Finally! After months of back and forth, RFPs, tweaks to the RFP, tweaks to the tweaks, meetings with the marketing team, meetings with the executive team, meetings with, well, everyone, video calls, and one final in-person collab to hash out the details and shake hands, your creative agency won a new client. It's a big account with lots of moving parts, and it feels great to have landed the plane.
Now, the real work begins.
The first step: Getting the client onboarded so assets and work can flow back and forth smoothly. A smooth and efficient onboarding process provides a great foundation from which to build a successful project. A new client will be impressed by the simplicity and thoughtfulness of a solid and seamless experience. Your team will know they have everything they need to start, as well as systems in place to send and receive additional files and folders. They'll also know they can find and access what they need when they need it, while employing security practices to prevent data leaks.
Here are some strategies for making client onboarding as painless as possible.

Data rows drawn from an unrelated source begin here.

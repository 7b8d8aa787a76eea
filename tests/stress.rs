// Multi-threaded stress tests for the mpmc channel. Thread counts scale
// with the host so the schedules vary from machine to machine.

use std::thread;
use std::time::Duration;

use canale::mpmc::{SelectOp, Selected, channel, select};

/// Every message sent by any producer is received exactly once.
#[test]
fn producers_and_consumers_balance() {
    let producers = num_cpus::get().max(2);
    let per_producer = 1_000;
    let consumers = 2;
    let total = producers * per_producer;
    assert_eq!(total % consumers, 0);

    let ch = channel::<usize>(8);

    let producer_handles: Vec<_> = (0..producers)
        .map(|p| {
            let ch = ch.clone();
            thread::spawn(move || {
                for i in 0..per_producer {
                    ch.send(p * per_producer + i).unwrap();
                }
            })
        })
        .collect();

    let consumer_handles: Vec<_> = (0..consumers)
        .map(|_| {
            let ch = ch.clone();
            thread::spawn(move || {
                let mut seen = Vec::with_capacity(total / consumers);
                for _ in 0..total / consumers {
                    seen.push(ch.recv().unwrap());
                }
                seen
            })
        })
        .collect();

    for h in producer_handles {
        h.join().unwrap();
    }
    let mut seen: Vec<usize> = consumer_handles
        .into_iter()
        .flat_map(|h| h.join().unwrap())
        .collect();
    seen.sort_unstable();

    assert_eq!(seen, (0..total).collect::<Vec<_>>());
}

/// Concurrent selects over two channels: every select fires exactly one
/// receive, and every fed value is delivered exactly once.
#[test]
fn select_delivers_each_value_once() {
    let selectors = 4;
    let per_selector = 500;
    let total = selectors * per_selector;

    let a = channel::<usize>(4);
    let b = channel::<usize>(4);

    let feeder = {
        let (a, b) = (a.clone(), b.clone());
        thread::spawn(move || {
            for value in 0..total {
                if value % 2 == 0 {
                    a.send(value).unwrap();
                } else {
                    b.send(value).unwrap();
                }
            }
        })
    };

    let selector_handles: Vec<_> = (0..selectors)
        .map(|_| {
            let (a, b) = (a.clone(), b.clone());
            thread::spawn(move || {
                let mut seen = Vec::with_capacity(per_selector);
                for _ in 0..per_selector {
                    match select(vec![SelectOp::recv(&a), SelectOp::recv(&b)]).unwrap() {
                        Selected::Received(_, value) => seen.push(value),
                        Selected::Sent(_) => unreachable!("no send was proposed"),
                    }
                }
                seen
            })
        })
        .collect();

    feeder.join().unwrap();
    let mut seen: Vec<usize> = selector_handles
        .into_iter()
        .flat_map(|h| h.join().unwrap())
        .collect();
    seen.sort_unstable();

    assert_eq!(seen, (0..total).collect::<Vec<_>>());
}

/// Closing releases every blocked sender and receiver within finite time.
#[test]
fn close_releases_all_blockers() {
    let full = channel::<usize>(1);
    full.send(0).unwrap();
    let empty = channel::<usize>(1);

    let senders: Vec<_> = (0..3)
        .map(|i| {
            let full = full.clone();
            thread::spawn(move || full.send(10 + i))
        })
        .collect();
    let receivers: Vec<_> = (0..3)
        .map(|_| {
            let empty = empty.clone();
            thread::spawn(move || empty.recv())
        })
        .collect();

    thread::sleep(Duration::from_millis(100)); // let everyone park
    full.close().unwrap();
    empty.close().unwrap();

    let mut returned: Vec<usize> = senders
        .into_iter()
        .map(|h| h.join().unwrap().expect_err("sender must observe the close").0)
        .collect();
    returned.sort_unstable();
    assert_eq!(returned, vec![10, 11, 12]);

    for h in receivers {
        h.join().unwrap().expect_err("receiver must observe the close");
    }
}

Standardize the contract creation and signing process
One of the most exciting things about winning new work? Signing the contract that makes it official. One of the worst parts? Creating the contract. With Dropbox Sign templates, however, it's simple to create a standardized contract once, then use it over and over again. It's also smart to develop templates for the different types of schedules your organization uses frequently. It's a tried and true, plug and play system for easy client onboarding.
(And while we're here, why not use Dropbox Paper templates for creative briefs, video production projects, and other needs as well? That type of drudge work doesn't have to be so, well, drudgery.)
Build a welcome guide and set expectations
A new client is like a new relationship: both parties are excited for the future but also wary about where things might go. With this in mind, it's essential to get the experience started off on the right foot by creating a welcome guide so the client knows what to expect. This can include how your organization works, a bit about the principals, and perhaps an icebreaker or two. Send it securely, then walk them through the guide. Don't forget to include checklists so the client understands the path forward.
Request and receive files (and get them in the correct location)
When you onboard a client, it's likely that you need files from them. Maybe that means some of their existing assets or perhaps it's just a data dump of information for your team to examine. With file requests, your team can request specific files and the client can upload them into your account even if they don't have Dropbox themselves. Simply create a new request, enter a few details, pick the folder where the files will be uploaded, set a deadline, and send the request on its way. Requests are editable after the fact in case you need to change the information. All you need to do is wait for the files to arrive, then close the request once they do.
Don't forget about data security
By its very nature, onboarding a new client will include some level of proprietary data shared between parties, then stored in a few locations. No one wants to see that data leak into the world, so maintaining security is important. Dropbox keeps information secure in a number of different ways. It encrypts files with 256-bit Advanced Encryption Standard to protect data in transit between Dropbox apps and its servers while constantly testing for security vulnerabilities. With Dropbox password protection, only people with the password can access the file or folder, while setting expiration dates on a link makes it so the link only works for a specific amount of time.
Onboarding a new client can—and should—be painless. With a little bit of thought and preparation, the process can almost take care of itself. By following the steps laid out above, an agency can quickly move through the onboarding process and get into the meat and potatoes of doing the actual creative work. That, after all, is the fun part.